Avec les « Kamo », Daniel Pennac signe une série de quatre courts romans intrigants et captivants : parmi ceux qui m’ont le plus marquée, enfant… Je les avais dévorés peu après leur parution, quand j’avais à peu près l’âge des deux protagonistes, qui sont en CM2 dans L’idée du siècle et en 5ème lors de L’évasion de Kamo, l’épisode final. Ces aventures faisaient partie de celles que j’avais bien envie relire avec les garçons quand ils auraient le même âge. À la demande d’Antoine, qui les a dénichés parmi mes livres de cette époque, nous les avons finalement lus un peu plus tôt, avec toujours autant de succès. Dans la foulée, nous avons prêté L’idée du siècle à l’une de leurs amies (9 ans) qui l’a autant aimé que nous…
L’ingrédient principal des quatre romans est incontestablement une intrigue captivante, distillant des rebondissements à la limite du fantastique dans le quotidien plutôt classique de deux garçons du 18ème arrondissement de Paris – leurs parents, leurs copains, l’école, les devoirs. Une fois amorcée la lecture de chacune des aventures, pas facile de reposer le livre !

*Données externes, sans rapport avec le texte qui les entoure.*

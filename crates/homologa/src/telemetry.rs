use crate::config::TelemetryConfig;
use std::fmt;
use tracing_subscriber::filter::ParseError;
use tracing_subscriber::EnvFilter;

#[derive(Debug)]
pub enum TelemetryError {
    InvalidDirectives {
        directives: String,
        source: ParseError,
    },
    Init(Box<dyn std::error::Error + Send + Sync>),
}

impl fmt::Display for TelemetryError {
    fn fmt(&self, f: &mut fmt::Formatter<'_>) -> fmt::Result {
        match self {
            TelemetryError::InvalidDirectives { directives, .. } => {
                write!(f, "invalid log directives '{directives}'")
            }
            TelemetryError::Init(err) => write!(f, "failed to install subscriber: {err}"),
        }
    }
}

impl std::error::Error for TelemetryError {
    fn source(&self) -> Option<&(dyn std::error::Error + 'static)> {
        match self {
            TelemetryError::InvalidDirectives { source, .. } => Some(source),
            TelemetryError::Init(err) => Some(&**err),
        }
    }
}

/// Service crates log at the configured level; HTTP internals are capped at
/// warn so per-request noise stays out of production logs.
fn default_directives(level: &str) -> String {
    format!("{level},hyper=warn,tower=warn,homologa={level},homologa_api={level}")
}

/// Install the global subscriber. `RUST_LOG` wins when set; otherwise the
/// configured level drives the default directives.
pub fn init(config: &TelemetryConfig) -> Result<(), TelemetryError> {
    let filter = match EnvFilter::try_from_default_env() {
        Ok(filter) => filter,
        Err(_) => {
            let directives = default_directives(&config.log_level);
            EnvFilter::try_new(&directives).map_err(|source| {
                TelemetryError::InvalidDirectives { directives, source }
            })?
        }
    };

    tracing_subscriber::fmt()
        .with_env_filter(filter)
        .with_target(false)
        .compact()
        .with_ansi(false)
        .try_init()
        .map_err(TelemetryError::Init)
}
use std::sync::Arc;

use chrono::Utc;
use tracing::warn;

use super::domain::{HomologationStatus, PaymentId, PaymentState, PaymentStatus};
use super::ports::{GatewayError, HomologationStore, PaymentGateway, PaymentStore, StoreError};
use super::transitions::{plan_transition, submission_gate, LifecycleStamp};

/// Asynchronous gateway callback as delivered to the webhook endpoint.
#[derive(Debug, Clone, PartialEq, Eq)]
pub struct GatewayNotification {
    /// Gateway event type; only `payment` triggers processing.
    pub kind: String,
    /// Gateway-side payment identifier from the notification payload.
    pub payment_id: String,
}

/// What the reconciler did with a notification.
#[derive(Debug, Clone, PartialEq, Eq)]
pub enum ReconcileOutcome {
    /// Non-payment event type, acknowledged without processing.
    Ignored { kind: String },
    /// The local record already carries the mapped status; nothing re-applied.
    AlreadyApplied {
        payment_id: PaymentId,
        status: PaymentStatus,
    },
    /// Out-of-order delivery would downgrade an approved payment; discarded.
    StaleIgnored {
        payment_id: PaymentId,
        incoming: PaymentStatus,
    },
    /// Payment record updated. `homologation_synced` is false when the linked
    /// case could not be brought in line (repaired out of band).
    Applied {
        payment_id: PaymentId,
        status: PaymentStatus,
        homologation_synced: bool,
    },
}

#[derive(Debug, thiserror::Error)]
pub enum ReconcileError {
    /// No local payment record matches the notification; the gateway retries.
    #[error("no payment record for gateway payment '{0}'")]
    PaymentRecordNotFound(String),
    #[error("payment gateway unavailable: {0}")]
    GatewayUnavailable(String),
    #[error("datastore unavailable: {0}")]
    StoreUnavailable(String),
}

/// Map the gateway's status vocabulary onto the internal enum. Returns `None`
/// for vocabulary we do not recognize; callers default to pending.
pub fn map_gateway_status(raw: &str) -> Option<PaymentStatus> {
    match raw {
        "pending" | "in_process" => Some(PaymentStatus::Pending),
        "approved" | "authorized" => Some(PaymentStatus::Approved),
        "rejected" | "cancelled" => Some(PaymentStatus::Rejected),
        "refunded" | "charged_back" => Some(PaymentStatus::Refunded),
        _ => None,
    }
}

/// Converges local payment and homologation state with the gateway's
/// authoritative record.
///
/// The gateway may deliver duplicate or out-of-order notifications; the
/// reconciler always re-derives status from the gateway record itself and
/// refuses to downgrade an approved payment, so any delivery order converges
/// to the same final state.
pub struct PaymentReconciler<P, H, G> {
    payments: Arc<P>,
    homologations: Arc<H>,
    gateway: Arc<G>,
}

impl<P, H, G> PaymentReconciler<P, H, G>
where
    P: PaymentStore + 'static,
    H: HomologationStore + 'static,
    G: PaymentGateway + 'static,
{
    pub fn new(payments: Arc<P>, homologations: Arc<H>, gateway: Arc<G>) -> Self {
        Self {
            payments,
            homologations,
            gateway,
        }
    }

    pub fn reconcile(
        &self,
        notification: GatewayNotification,
    ) -> Result<ReconcileOutcome, ReconcileError> {
        if notification.kind != "payment" {
            return Ok(ReconcileOutcome::Ignored {
                kind: notification.kind,
            });
        }

        let gateway_record =
            self.gateway
                .get_payment(&notification.payment_id)
                .map_err(|err| match err {
                    GatewayError::Unavailable(message) => {
                        ReconcileError::GatewayUnavailable(message)
                    }
                    GatewayError::UnknownPayment(id) => ReconcileError::PaymentRecordNotFound(id),
                })?;

        let mapped = map_gateway_status(&gateway_record.status).unwrap_or_else(|| {
            warn!(
                gateway_status = %gateway_record.status,
                gateway_payment_id = %gateway_record.id,
                "unrecognized gateway payment status, defaulting to pending"
            );
            PaymentStatus::Pending
        });

        let payment = self
            .locate_payment(&gateway_record.id, gateway_record.external_reference.as_deref())?
            .ok_or_else(|| ReconcileError::PaymentRecordNotFound(gateway_record.id.clone()))?;

        // Record the gateway's payment id on first contact, whatever the
        // status, so later notifications resolve by primary key instead of
        // the external-reference fallback.
        let mut payment = self.link_gateway_id(payment, &gateway_record.id)?;

        if payment.status == mapped {
            // Duplicate delivery; do not re-trigger the homologation sync.
            return Ok(ReconcileOutcome::AlreadyApplied {
                payment_id: payment.id,
                status: mapped,
            });
        }

        // Approved is terminal against stale deliveries; only a refund supersedes it.
        if payment.status == PaymentStatus::Approved && mapped != PaymentStatus::Refunded {
            return Ok(ReconcileOutcome::StaleIgnored {
                payment_id: payment.id,
                incoming: mapped,
            });
        }

        payment.status = mapped;
        payment.updated_at = Utc::now();
        let payment = self
            .payments
            .update(payment)
            .map_err(|err| ReconcileError::StoreUnavailable(err.to_string()))?;

        // Payment truth is recorded above and is authoritative; a failed
        // homologation sync is logged and repaired out of band rather than
        // rolling back the money-received signal.
        let homologation_synced = match mapped {
            PaymentStatus::Approved => self.sync_homologation(&payment.homologation_id.0),
            PaymentStatus::Refunded => self.sync_refund(&payment.homologation_id.0),
            _ => false,
        };

        Ok(ReconcileOutcome::Applied {
            payment_id: payment.id,
            status: mapped,
            homologation_synced,
        })
    }

    fn locate_payment(
        &self,
        gateway_payment_id: &str,
        external_reference: Option<&str>,
    ) -> Result<Option<super::domain::Payment>, ReconcileError> {
        let by_gateway_id = self
            .payments
            .find_by_gateway_id(gateway_payment_id)
            .map_err(|err| ReconcileError::StoreUnavailable(err.to_string()))?;
        if by_gateway_id.is_some() {
            return Ok(by_gateway_id);
        }

        // First notification for a payment arrives before the local record has
        // seen the gateway id; the preference's external reference links them.
        let Some(reference) = external_reference else {
            return Ok(None);
        };
        self.payments
            .fetch(&PaymentId(reference.to_string()))
            .map_err(|err| ReconcileError::StoreUnavailable(err.to_string()))
    }

    fn link_gateway_id(
        &self,
        mut payment: super::domain::Payment,
        gateway_payment_id: &str,
    ) -> Result<super::domain::Payment, ReconcileError> {
        if payment.gateway_payment_id.is_some() {
            return Ok(payment);
        }
        payment.gateway_payment_id = Some(gateway_payment_id.to_string());
        payment.updated_at = Utc::now();
        self.payments
            .update(payment)
            .map_err(|err| ReconcileError::StoreUnavailable(err.to_string()))
    }

    /// Best-effort advance of the linked case to `submitted` with a confirmed
    /// payment. Never propagates a failure.
    fn sync_homologation(&self, homologation_id: &str) -> bool {
        let id = super::domain::HomologationId(homologation_id.to_string());
        let record = match self.homologations.fetch(&id) {
            Ok(Some(record)) => record,
            Ok(None) => {
                warn!(%homologation_id, "approved payment references a missing homologation");
                return false;
            }
            Err(err) => {
                warn!(%homologation_id, error = %err, "failed to load homologation for payment sync");
                return false;
            }
        };

        let expected_version = record.version;
        let mut mutated = record;
        mutated.payment_status = PaymentState::Paid;

        let submitted = match plan_transition(mutated.status, HomologationStatus::Submitted) {
            Ok(plan) => match submission_gate(&mutated) {
                Ok(()) => {
                    mutated.status = HomologationStatus::Submitted;
                    if plan.stamp == Some(LifecycleStamp::Submission) {
                        mutated.submission_date = Some(Utc::now());
                    }
                    true
                }
                Err(blocked) => {
                    warn!(%homologation_id, reason = %blocked, "payment confirmed but submission gate blocked the transition");
                    false
                }
            },
            Err(invalid) => {
                warn!(%homologation_id, error = %invalid, "payment confirmed but homologation is past draft");
                false
            }
        };

        match self.homologations.update(mutated, expected_version) {
            Ok(_) => submitted,
            Err(StoreError::VersionConflict { expected, stored }) => {
                warn!(%homologation_id, expected, stored, "homologation changed mid-sync; leaving for retry");
                false
            }
            Err(err) => {
                warn!(%homologation_id, error = %err, "failed to persist homologation payment sync");
                false
            }
        }
    }

    /// Best-effort flip of the linked case's payment state after a refund or
    /// chargeback. The lifecycle status is left alone; what to do with a
    /// refunded case is an admin decision.
    fn sync_refund(&self, homologation_id: &str) -> bool {
        let id = super::domain::HomologationId(homologation_id.to_string());
        let record = match self.homologations.fetch(&id) {
            Ok(Some(record)) => record,
            Ok(None) => {
                warn!(%homologation_id, "refunded payment references a missing homologation");
                return false;
            }
            Err(err) => {
                warn!(%homologation_id, error = %err, "failed to load homologation for refund sync");
                return false;
            }
        };

        if record.payment_status == PaymentState::Refunded {
            return true;
        }

        let expected_version = record.version;
        let mut mutated = record;
        mutated.payment_status = PaymentState::Refunded;
        match self.homologations.update(mutated, expected_version) {
            Ok(_) => true,
            Err(err) => {
                warn!(%homologation_id, error = %err, "failed to persist homologation refund sync");
                false
            }
        }
    }
}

Cela dit, les « Kamo » ne sont pas seulement des péripéties palpitantes, mais s’incarnent également dans des personnages attachants si bien esquissés par touches de petits détails qu’on croirait les connaître, l’ironie et l’humour des dialogues, la répartie de Kamo et les situations improbables imaginées par D. Pennac. Chacun des épisodes parle aussi des grandes questions – l’amour, le temps, la mort et l’histoire, avec un grand ou un petit H. Du coup, j’espère que les garçons les reliront un peu plus grands pour profiter pleinement de tout cela…
Extrait
« – Pas question que je monte là-dessus, déclara Kamo.
Il tenait la bicyclette à distance, du bout des doigts, avec une moue de dégoût, comme si elle eût été enduite de confiture.
– Ah, non ? et pourquoi ?
Kamo me jeta un bref coup d’œil, hésita une seconde, et répondit :
– Parce que.
– Tu ne sais pas monter à bicyclette ?
Là, il eut son sourire méprisant :
– Il y a des tas des choses que je ne sais pas faire. Je ne connaissais pas un mot d’anglais, l’année dernière, tu te rappelles ? J’ai appris en trois mois. Alors le vélo…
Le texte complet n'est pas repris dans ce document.